読後呆然!「王様のブランチ」でも話題に。100%騙される戦慄ミステリー『花束は毒』

文芸・カルチャー

公開日:2021/11/2

花束は毒
『花束は毒』(織守きょうや/文藝春秋)

 世の中には知らない方が幸せでいられる事実がたくさん転がっている。知らぬが仏。聞かぬが花。たとえば、大切な人の過去がその一つだろう。知ったところで誰も幸せになれないと分かっていても、あなたは大切な人の過去を知りたいと思うだろうか。真実を知って苦しむ方がいいのか、それとも、何も知らないまま過ごすのがいいのか。
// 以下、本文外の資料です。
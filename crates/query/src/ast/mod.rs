//! Logical query representation.
//!
//! This is the tree an external SQL parser hands to the planner. Every node
//! lives in a [`QueryArena`](crate::arena::QueryArena) pool and refers to its
//! children by index.

mod builder;
mod expr;
mod fingerprint;
mod predicate;
mod query;

use crate::arena::Idx;
use strata_core::Value;

pub use builder::{SelectBuilder, Source};
pub use expr::{
    AggFunc, AggregateCall, BinaryOp, Expr, FrameBound, FrameMode, OrderItem, ScalarFunc,
    WindowCall, WindowFrame, WindowFunc,
};
pub use fingerprint::{fingerprint, FnvHasher};
pub use predicate::{CompareOp, Predicate};
pub use query::{
    CteDef, GroupingKind, JoinClause, JoinKind, Query, QueryBody, Select, SelectItem, SetOpKind,
    TableSource,
};

pub type ExprId = Idx<Expr>;
pub type PredId = Idx<Predicate>;
pub type QueryId = Idx<Query>;
pub type AggId = Idx<AggregateCall>;
pub type WindowId = Idx<WindowCall>;
pub type CellId = Idx<Value>;
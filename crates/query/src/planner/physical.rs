//! Physical plan definitions.
//!
//! A plan is a tree of [`PlanNode`]s in the arena. Nodes are immutable once
//! built; runtime state lives in the executor created for each node.
//! Expressions are bound to input column positions ([`PhysExpr`]).

use crate::arena::{Idx, IdxRange};
use crate::ast::{AggFunc, BinaryOp, CompareOp, JoinKind, ScalarFunc, SetOpKind, WindowFrame, WindowFunc};
use alloc::string::String;
use alloc::vec::Vec;
use strata_core::{DataType, Value};

pub type PlanId = Idx<PlanNode>;
pub type PhysExprId = Idx<PhysExpr>;

/// One output column of a plan node.
#[derive(Clone, Debug, PartialEq, Eq)]
pub struct Field {
    /// Table name or alias the column can be qualified with.
    pub qualifier: Option<String>,
    pub name: String,
    pub data_type: DataType,
}

impl Field {
    pub fn new(qualifier: Option<&str>, name: &str, data_type: DataType) -> Self {
        Self {
            qualifier: qualifier.map(String::from),
            name: String::from(name),
            data_type,
        }
    }
}

/// Output columns of a plan node.
#[derive(Clone, Debug, Default, PartialEq, Eq)]
pub struct Schema {
    fields: Vec<Field>,
}

impl Schema {
    pub fn new(fields: Vec<Field>) -> Self {
        Self { fields }
    }

    #[inline]
    pub fn fields(&self) -> &[Field] {
        &self.fields
    }

    #[inline]
    pub fn field(&self, i: usize) -> Option<&Field> {
        self.fields.get(i)
    }

    #[inline]
    pub fn len(&self) -> usize {
        self.fields.len()
    }

    #[inline]
    pub fn is_empty(&self) -> bool {
        self.fields.is_empty()
    }

    pub fn types(&self) -> Vec<DataType> {
        self.fields.iter().map(|f| f.data_type).collect()
    }

    pub fn names(&self) -> Vec<String> {
        self.fields.iter().map(|f| f.name.clone()).collect()
    }

    /// Same columns, all qualified by `alias`.
    pub fn requalify(&self, alias: &str) -> Schema {
        Schema::new(
            self.fields
                .iter()
                .map(|f| Field::new(Some(alias), &f.name, f.data_type))
                .collect(),
        )
    }

    /// Columns of `self` followed by those of `other`.
    pub fn join(&self, other: &Schema) -> Schema {
        let mut fields = self.fields.clone();
        fields.extend(other.fields.iter().cloned());
        Schema::new(fields)
    }

    pub fn push(&mut self, field: Field) {
        self.fields.push(field);
    }
}

/// An expression bound to input positions.
#[derive(Clone, Debug, PartialEq)]
pub enum PhysExpr {
    /// Column of the current input row.
    Column(usize),
    /// Column of an enclosing query's current row; `depth` 1 is the nearest.
    Outer { depth: usize, column: usize },
    Literal(Value),
    Binary {
        op: BinaryOp,
        left: PhysExprId,
        right: PhysExprId,
    },
    Negate(PhysExprId),
    Function {
        func: ScalarFunc,
        args: IdxRange<PhysExprId>,
    },
    Case {
        operand: Option<PhysExprId>,
        branches: IdxRange<PhysExprId>,
        otherwise: Option<PhysExprId>,
    },
    Cast {
        expr: PhysExprId,
        to: DataType,
    },
    Compare {
        op: CompareOp,
        left: PhysExprId,
        right: PhysExprId,
    },
    And(PhysExprId, PhysExprId),
    Or(PhysExprId, PhysExprId),
    Not(PhysExprId),
    IsNull {
        expr: PhysExprId,
        negated: bool,
    },
    Between {
        expr: PhysExprId,
        low: PhysExprId,
        high: PhysExprId,
        negated: bool,
    },
    InList {
        expr: PhysExprId,
        list: IdxRange<PhysExprId>,
        negated: bool,
    },
    InSubquery {
        expr: PhysExprId,
        plan: PlanId,
        negated: bool,
        correlated: bool,
    },
    Exists {
        plan: PlanId,
        negated: bool,
        correlated: bool,
    },
    ScalarSubquery {
        plan: PlanId,
        correlated: bool,
    },
    Like {
        expr: PhysExprId,
        pattern: PhysExprId,
        case_insensitive: bool,
        negated: bool,
    },
}

/// A sort key over an input column.
#[derive(Clone, Copy, Debug, PartialEq, Eq)]
pub struct SortKey {
    pub column: usize,
    pub descending: bool,
    pub nulls_first: bool,
}

impl SortKey {
    /// Key with the default null placement for the direction.
    pub fn new(column: usize, descending: bool) -> Self {
        Self {
            column,
            descending,
            nulls_first: descending,
        }
    }
}

/// `column <op> literal`, evaluated inside the scan.
#[derive(Clone, Debug, PartialEq)]
pub struct LeafFilter {
    pub column: usize,
    pub op: CompareOp,
    pub value: Value,
}

/// One aggregate computed by an aggregate node.
#[derive(Clone, Debug, PartialEq)]
pub struct AggSpec {
    pub func: AggFunc,
    pub arg: Option<PhysExprId>,
    pub distinct: bool,
    pub separator: Option<PhysExprId>,
    /// Type of the argument (output type of MIN/MAX).
    pub input_type: DataType,
    pub output_type: DataType,
}

/// An ORDER BY key of a window.
#[derive(Clone, Copy, Debug, PartialEq, Eq)]
pub struct WindowOrder {
    pub expr: PhysExprId,
    pub descending: bool,
    pub nulls_first: bool,
}

/// One window function computed by a window node.
#[derive(Clone, Debug, PartialEq)]
pub struct WindowSpec {
    pub func: WindowFunc,
    pub args: Vec<PhysExprId>,
    pub partition_by: Vec<PhysExprId>,
    pub order_by: Vec<WindowOrder>,
    /// Effective frame (defaults already applied).
    pub frame: WindowFrame,
    pub output_type: DataType,
}

/// Operator kind and parameters of a plan node.
#[derive(Clone, Debug, PartialEq)]
pub enum PlanOp {
    SeqScan {
        table: String,
        leaf_filters: Vec<LeafFilter>,
    },
    /// Point lookup on an indexed column.
    IndexScan {
        table: String,
        column: usize,
        key: Value,
    },
    /// Scan of a materialized common table expression.
    CteScan { slot: usize, name: String },
    /// Constant rows.
    Values { rows: Vec<Vec<Value>> },
    /// `generate_series(start, stop, step)`.
    TableFunction {
        start: PhysExprId,
        stop: PhysExprId,
        step: Option<PhysExprId>,
    },
    Filter { predicate: PhysExprId },
    /// Column subset, shares input columns.
    Project { columns: Vec<usize> },
    /// Computed columns.
    ExprProject { exprs: Vec<PhysExprId> },
    Sort { keys: Vec<SortKey> },
    /// Sort fused with LIMIT/OFFSET.
    TopN {
        keys: Vec<SortKey>,
        limit: u64,
        offset: u64,
    },
    Limit { limit: Option<u64>, offset: u64 },
    HashJoin {
        kind: JoinKind,
        left_keys: Vec<PhysExprId>,
        right_keys: Vec<PhysExprId>,
        /// Common type of each key pair.
        key_types: Vec<DataType>,
        /// Extra match condition over the joined row.
        residual: Option<PhysExprId>,
        build_left: bool,
    },
    NestedLoopJoin {
        kind: JoinKind,
        condition: Option<PhysExprId>,
    },
    /// Keeps probe (left) rows whose key is (or, when `anti`, is not) in the right input.
    HashSemiJoin {
        probe_key: PhysExprId,
        key_type: DataType,
        anti: bool,
    },
    Aggregate {
        group_by: Vec<PhysExprId>,
        /// Grouping-set mask; inactive keys output NULL.
        active: Vec<bool>,
        aggregates: Vec<AggSpec>,
    },
    /// Appends one column per function to its input.
    Window { functions: Vec<WindowSpec> },
    SetOp { op: SetOpKind, all: bool },
    Distinct,
    /// Materializes the right child into CTE `slot`, then streams the left child.
    CteMaterialize {
        slot: usize,
        name: String,
        /// Recursive step, re-run until no new rows appear.
        step: Option<PlanId>,
        union_all: bool,
    },
}

impl PlanOp {
    /// Operator name used by EXPLAIN.
    pub fn name(&self) -> &'static str {
        match self {
            PlanOp::SeqScan { .. } => "SeqScan",
            PlanOp::IndexScan { .. } => "IndexScan",
            PlanOp::CteScan { .. } => "CteScan",
            PlanOp::Values { .. } => "Values",
            PlanOp::TableFunction { .. } => "TableFunction",
            PlanOp::Filter { .. } => "Filter",
            PlanOp::Project { .. } => "Project",
            PlanOp::ExprProject { .. } => "ExprProject",
            PlanOp::Sort { .. } => "Sort",
            PlanOp::TopN { .. } => "TopN",
            PlanOp::Limit { .. } => "Limit",
            PlanOp::HashJoin { .. } => "HashJoin",
            PlanOp::NestedLoopJoin { .. } => "NestedLoopJoin",
            PlanOp::HashSemiJoin { .. } => "HashSemiJoin",
            PlanOp::Aggregate { .. } => "Aggregate",
            PlanOp::Window { .. } => "Window",
            PlanOp::SetOp { .. } => "SetOp",
            PlanOp::Distinct => "Distinct",
            PlanOp::CteMaterialize { .. } => "CteMaterialize",
        }
    }
}

/// A node of the physical plan.
#[derive(Clone, Debug, PartialEq)]
pub struct PlanNode {
    pub op: PlanOp,
    pub left: Option<PlanId>,
    pub right: Option<PlanId>,
    pub schema: Schema,
    pub estimated_rows: f64,
}

/// Result of planning.
#[derive(Clone, Debug, PartialEq)]
pub enum PlanOutcome {
    Planned(PlanId),
    /// The query uses a construct the block engine does not support; the
    /// caller should fall back to another execution path.
    NotImplemented { reason: String },
}

impl PlanOutcome {
    pub fn plan(&self) -> Option<PlanId> {
        match self {
            PlanOutcome::Planned(id) => Some(*id),
            PlanOutcome::NotImplemented { .. } => None,
        }
    }
}

#[cfg(test)]
mod tests {
    use super::*;
    use alloc::vec;

    #[test]
    fn test_schema_join_and_requalify() {
        let left = Schema::new(vec![Field::new(Some("a"), "x", DataType::Int32)]);
        let right = Schema::new(vec![Field::new(Some("b"), "y", DataType::Text)]);
        let joined = left.join(&right);
        assert_eq!(joined.len(), 2);
        assert_eq!(joined.types(), vec![DataType::Int32, DataType::Text]);
        let derived = joined.requalify("d");
        assert!(derived.fields().iter().all(|f| f.qualifier.as_deref() == Some("d")));
    }

    #[test]
    fn test_default_null_order() {
        assert!(!SortKey::new(0, false).nulls_first);
        assert!(SortKey::new(0, true).nulls_first);
    }
}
『花束は毒』(文藝春秋)は、身近な人の過去、知りたくもなかった真実と向き合う戦慄ミステリー。TBS系情報番組「王様のブランチ」で取り上げられたこともあり話題沸騰中の作品だ。作者は、「記憶屋」シリーズで知られる織守きょうや氏。「記憶屋」シリーズは、泣けるほど切ないホラーとして話題となったが、探偵が活躍するミステリーの本作もホラー要素は色濃く表れ出ている。それは凄まじい恐ろしさで、罠に次ぐ罠と寒気に、泣き叫びたくなるような心境に駆られる。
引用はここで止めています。